Looks like this one will hit the same wall because I am already spiking to 62C at 3GHZ. The DFI has a Zalman 9700 on it, which performs a tick better than the XP-120. The fan on the XP-120 is a monster, not gonna get any better air performance on this.
My old E2160 was a GO iirc, sold it to a buddy. Would not do 3GHZ stable at any voltage, and was more happy at 2.7GHz with stock volts.
These little CPUs get really hot for a younger C2D. As comparrison, I have a Q6600 cooking in a P965 on my HSPC tech station right now (ready to go in another of the SR506 cases). It only has a Freezer on it, and at 3GHz it's load temps are only 52C. That's a 10 degree difference! You'd think a quad would generate more heat at that speed.
At stock speed, the Q6600 is hotter, load temps at 47C. The E2180s only hit around 37C at stock speed load. Again, a 10 degree difference!
The Q6600 should gain a couple degrees once it is in the case. Assembling it today with a buddy.
Makes me think that Intel does it's binning via temperatures, not performance and defects. Or maybe one of the side effects of being on the outside of a waffer is more heat? Or are the 21xx's made on a completely different manufacturing line?
I see a couple minor things now, can clean up later.
Three things I am not happy about is how much the HSF hides the mobo heatpipes, and that it won't mount 180 degrees around so that the HSF heatpipes are visible -- the retention adapter seats the sink sideways a bit instead of center, and hence the ends of the heatpipes at the base of the unit bump into a row of caps by the socket. So, it only mounts one way. Last, the sleeving on the PSU ends just outside the enclosure, where a unit of this qual and price should have them end inside the encosure.
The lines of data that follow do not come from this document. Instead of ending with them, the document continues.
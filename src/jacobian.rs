/*! The selectively damped least squares (SDLS) inverse-kinematics solver.

One [JacobianSolver::step] performs a single iteration against the owning
tree: rebuild the Jacobians and the clamped displacement, solve for Δθ
through the singular value decomposition with per-direction damping, apply
the clamped update and refresh the forward kinematics. Matrices are sized
once per tree shape; the SVD workspace is reused between steps. */

use crate::errors::ArmatureError;
use crate::linear::Vec3;
use crate::matrix::{Matrix, SvdWorkspace};
use crate::tree::Tree;
use std::f64::consts::FRAC_PI_4;
use tracing::{debug, warn};

/// What each effector is driven towards.
///
/// Two states, explicit transitions only. `Target` (the default) solves
/// towards the assigned target points; under `Hold` every effector's goal is
/// its own current position, which makes the solve a passive relaxation.
#[derive(Debug, Clone, Copy, PartialEq, Eq, Default)]
pub enum Goal {
    #[default]
    Target,
    Hold,
}

/// Step bounds of the solver, all in SI-consistent units.
#[derive(Debug, Clone, Copy)]
pub struct SolverConfig {
    /// Per-effector displacement clamp (ΔS_max), world units.
    pub max_displacement: f64,
    /// Largest per-joint rotation a single singular direction may induce
    /// (γ_max), radians.
    pub max_component_rotation: f64,
    /// Largest per-joint rotation of the summed update (γ_total), radians.
    pub max_total_rotation: f64,
}

impl Default for SolverConfig {
    fn default() -> Self {
        SolverConfig {
            max_displacement: 0.4,
            max_component_rotation: FRAC_PI_4,
            max_total_rotation: FRAC_PI_4,
        }
    }
}

/// What a step did. A rejected step leaves the tree untouched; the cause is
/// logged and the solver is ready for the next tick.
#[derive(Debug, Clone, Copy, PartialEq, Eq)]
pub enum StepOutcome {
    Applied,
    Rejected,
}

/// SDLS solver state for one tree shape.
pub struct JacobianSolver {
    config: SolverConfig,
    goal: Goal,
    n_joints: usize,
    n_effectors: usize,
    /// Columns anchored at the effector positions: `w_j × (s_e − s_j)`. This
    /// is the matrix every solve runs on.
    jac_effector: Matrix,
    /// Columns anchored at the target points instead: `w_j × (t_e − s_j)`.
    /// Rebuilt alongside for observers; near convergence the two coincide.
    jac_target: Matrix,
    /// Clamped per-effector displacement, interleaved x/y/z.
    d_s: Vec<f64>,
    d_theta: Vec<f64>,
    /// How strongly each joint moves all effectors depending on it (ρ_j).
    joint_response: Vec<f64>,
    phi: Vec<f64>,
    svd: SvdWorkspace,
}

impl JacobianSolver {
    /// Allocate for the tree's current shape. Call again if the tree is
    /// rebuilt with a different node set.
    pub fn new(tree: &Tree, config: SolverConfig) -> Self {
        let n_joints = tree.joint_count();
        let n_effectors = tree.effector_count();
        JacobianSolver {
            config,
            goal: Goal::default(),
            n_joints,
            n_effectors,
            jac_target: Matrix::zeros(3 * n_effectors, n_joints),
            jac_effector: Matrix::zeros(3 * n_effectors, n_joints),
            d_s: vec![0.0; 3 * n_effectors],
            d_theta: vec![0.0; n_joints],
            joint_response: vec![0.0; n_joints],
            phi: vec![0.0; n_joints],
            svd: SvdWorkspace::new(),
        }
    }

    pub fn goal(&self) -> Goal {
        self.goal
    }

    /// Explicit mode transition; there are no automatic ones.
    pub fn set_goal(&mut self, goal: Goal) {
        self.goal = goal;
    }

    pub fn config(&self) -> &SolverConfig {
        &self.config
    }

    /// The most recent joint update.
    pub fn delta_thetas(&self) -> &[f64] {
        &self.d_theta
    }

    /// The clamped effector displacement as of the end of the last step.
    pub fn displacement(&self) -> &[f64] {
        &self.d_s
    }

    /// The matrix the next solve runs on (effector-anchored).
    pub fn jacobian(&self) -> &Matrix {
        &self.jac_effector
    }

    /// The target-anchored companion matrix.
    pub fn target_jacobian(&self) -> &Matrix {
        &self.jac_target
    }

    /// One IK iteration: Jacobian rebuild, SDLS solve, clamped update,
    /// forward pass, displacement refresh.
    ///
    /// `ShapeMismatch` if the target count differs from the effector count
    /// (state untouched). A numerical breakdown is not an error: the step
    /// reports [StepOutcome::Rejected], Δθ is zeroed and the tree keeps its
    /// previous configuration.
    pub fn step(&mut self, tree: &mut Tree, targets: &[Vec3]) -> Result<StepOutcome, ArmatureError> {
        if targets.len() != self.n_effectors {
            return Err(ArmatureError::ShapeMismatch {
                expected: self.n_effectors,
                actual: targets.len(),
            });
        }

        self.compute_jacobians(tree, targets);

        if let Err(err) = self.calc_delta_thetas_sdls() {
            warn!(%err, "discarding IK step");
            self.d_theta.fill(0.0);
            return Ok(StepOutcome::Rejected);
        }
        if self.d_theta.iter().any(|x| !x.is_finite()) {
            warn!("non-finite joint update, discarding IK step");
            self.d_theta.fill(0.0);
            return Ok(StepOutcome::Rejected);
        }

        self.update_thetas(tree);
        tree.compute();
        self.update_clamped_displacement(tree, targets);
        Ok(StepOutcome::Applied)
    }

    /// Rebuild both Jacobians and the clamped displacement for the current
    /// configuration. Entries exist for every (effector, non-frozen ancestor
    /// joint) pair; everything else stays zero, frozen joints keep their
    /// (zeroed) column.
    fn compute_jacobians(&mut self, tree: &Tree, targets: &[Vec3]) {
        self.jac_target.fill(0.0);
        self.jac_effector.fill(0.0);

        for &id in tree.order() {
            let node = tree.node(id);
            let Some(e) = node.effector_index() else {
                continue;
            };
            let s_e = node.position();
            let t_e = targets[e];
            self.write_displacement(e, self.goal_offset(t_e, s_e));

            let mut ancestor = tree.parent(id);
            while let Some(pid) = ancestor {
                let joint = tree.node(pid);
                if let Some(j) = joint.joint_index() {
                    if !joint.is_frozen() {
                        let axis = joint.world_axis();
                        let s_j = joint.position();
                        set_triple(&mut self.jac_effector, e, j, axis.cross(s_e - s_j));
                        set_triple(&mut self.jac_target, e, j, axis.cross(t_e - s_j));
                    }
                }
                ancestor = tree.parent(pid);
            }
        }
    }

    /// What the effector is asked to move by, before clamping: towards its
    /// target, or (holding) nothing at all.
    fn goal_offset(&self, target: Vec3, effector: Vec3) -> Vec3 {
        match self.goal {
            Goal::Target => target - effector,
            Goal::Hold => Vec3::ZERO,
        }
    }

    fn write_displacement(&mut self, e: usize, raw: Vec3) {
        let norm = raw.norm();
        let clamped = if norm > self.config.max_displacement {
            raw * (self.config.max_displacement / norm)
        } else {
            raw
        };
        self.d_s[3 * e] = clamped.x;
        self.d_s[3 * e + 1] = clamped.y;
        self.d_s[3 * e + 2] = clamped.z;
    }

    /// Recompute the clamped displacement for the updated configuration so
    /// the residual read back after a step matches what the next call will
    /// start from.
    fn update_clamped_displacement(&mut self, tree: &Tree, targets: &[Vec3]) {
        for &id in tree.order() {
            let node = tree.node(id);
            if let Some(e) = node.effector_index() {
                self.write_displacement(e, self.goal_offset(targets[e], node.position()));
            }
        }
    }

    /// Selectively damped least squares: each singular direction of the
    /// active Jacobian contributes `(u_iᵀ dS)/w_i · v_i`, rescaled so that no
    /// single direction rotates any joint by more than
    /// `γ_max · w_i / (Σ_j |v_ji| ρ_j)`, with ρ_j the summed effector
    /// response of joint j. The summed update is then clamped to γ_total.
    fn calc_delta_thetas_sdls(&mut self) -> Result<(), ArmatureError> {
        let jacobian = &self.jac_effector;
        jacobian.svd_into(&mut self.svd)?;

        for j in 0..self.n_joints {
            self.joint_response[j] = (0..self.n_effectors)
                .map(|e| {
                    Vec3::new(
                        jacobian[(3 * e, j)],
                        jacobian[(3 * e + 1, j)],
                        jacobian[(3 * e + 2, j)],
                    )
                    .norm()
                })
                .sum();
        }

        self.d_theta.fill(0.0);
        let tol = self.svd.zero_threshold();
        let (u, v) = (self.svd.u(), self.svd.v());

        for (i, &w_i) in self.svd.singular_values().iter().enumerate() {
            if w_i <= tol {
                // Numerically zero: this direction contributes nothing
                continue;
            }
            let alpha: f64 = (0..self.d_s.len()).map(|r| u[(r, i)] * self.d_s[r]).sum();
            let gain = alpha / w_i;
            for (j, phi) in self.phi.iter_mut().enumerate() {
                *phi = gain * v[(j, i)];
            }

            let response: f64 = (0..self.n_joints)
                .map(|j| v[(j, i)].abs() * self.joint_response[j])
                .sum();
            if response > 0.0 {
                let bound = self.config.max_component_rotation * w_i / response;
                clamp_max_abs(&mut self.phi, bound);
            }

            for (acc, &phi) in self.d_theta.iter_mut().zip(&self.phi) {
                *acc += phi;
            }
        }

        clamp_max_abs(&mut self.d_theta, self.config.max_total_rotation);
        debug!(
            update = self
                .d_theta
                .iter()
                .fold(0.0f64, |acc, x| acc.max(x.abs())),
            "sdls solve"
        );
        Ok(())
    }

    /// Apply Δθ to every non-frozen joint, clamped into its limits.
    fn update_thetas(&self, tree: &mut Tree) {
        for id in tree.ids().collect::<Vec<_>>() {
            let node = tree.node_mut(id);
            if node.is_frozen() {
                continue;
            }
            if let Some(j) = node.joint_index() {
                node.set_theta(node.theta() + self.d_theta[j]);
            }
        }
    }
}

fn set_triple(m: &mut Matrix, effector: usize, joint: usize, value: Vec3) {
    m[(3 * effector, joint)] = value.x;
    m[(3 * effector + 1, joint)] = value.y;
    m[(3 * effector + 2, joint)] = value.z;
}

/// Uniformly rescale so that no component exceeds `bound` in magnitude. The
/// mix between components is preserved.
fn clamp_max_abs(values: &mut [f64], bound: f64) {
    let max = values.iter().fold(0.0f64, |acc, v| acc.max(v.abs()));
    if max > bound {
        let factor = bound / max;
        for v in values.iter_mut() {
            *v *= factor;
        }
    }
}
I am being too fussy. The system has no window, and will rarely be seen with the side panel off.
The whole thing is designed for easy access to the drives, so they can be quickly jacked in without digging around for cable connectors. Everything is already in place for any type of drive of pwr connection. Usually when I do this it never looks so clean.
I'm not kidding about the speed and ease of adding a drive. Ready to boot after 20 seconds flat! I have a Thermaltake BlacX external drive docking station, and it is only faster to jack in a drive if I use the USB connection and then don't have to shut down lol. :haha:
I'll use the system mainly for archiving drives, scanning them for viruses and spyware, cleaning said feces, and preparing drives and partition work. Secondary function will be to run a home/office file server and backup the rest of the systems here, with Windows Home Server (when I get a bigger drive and the OS). So it has a lot of utilities and A/V stuff on it, as well as the gamut of benchmark software. Otherwise, it is a pretty lean OS.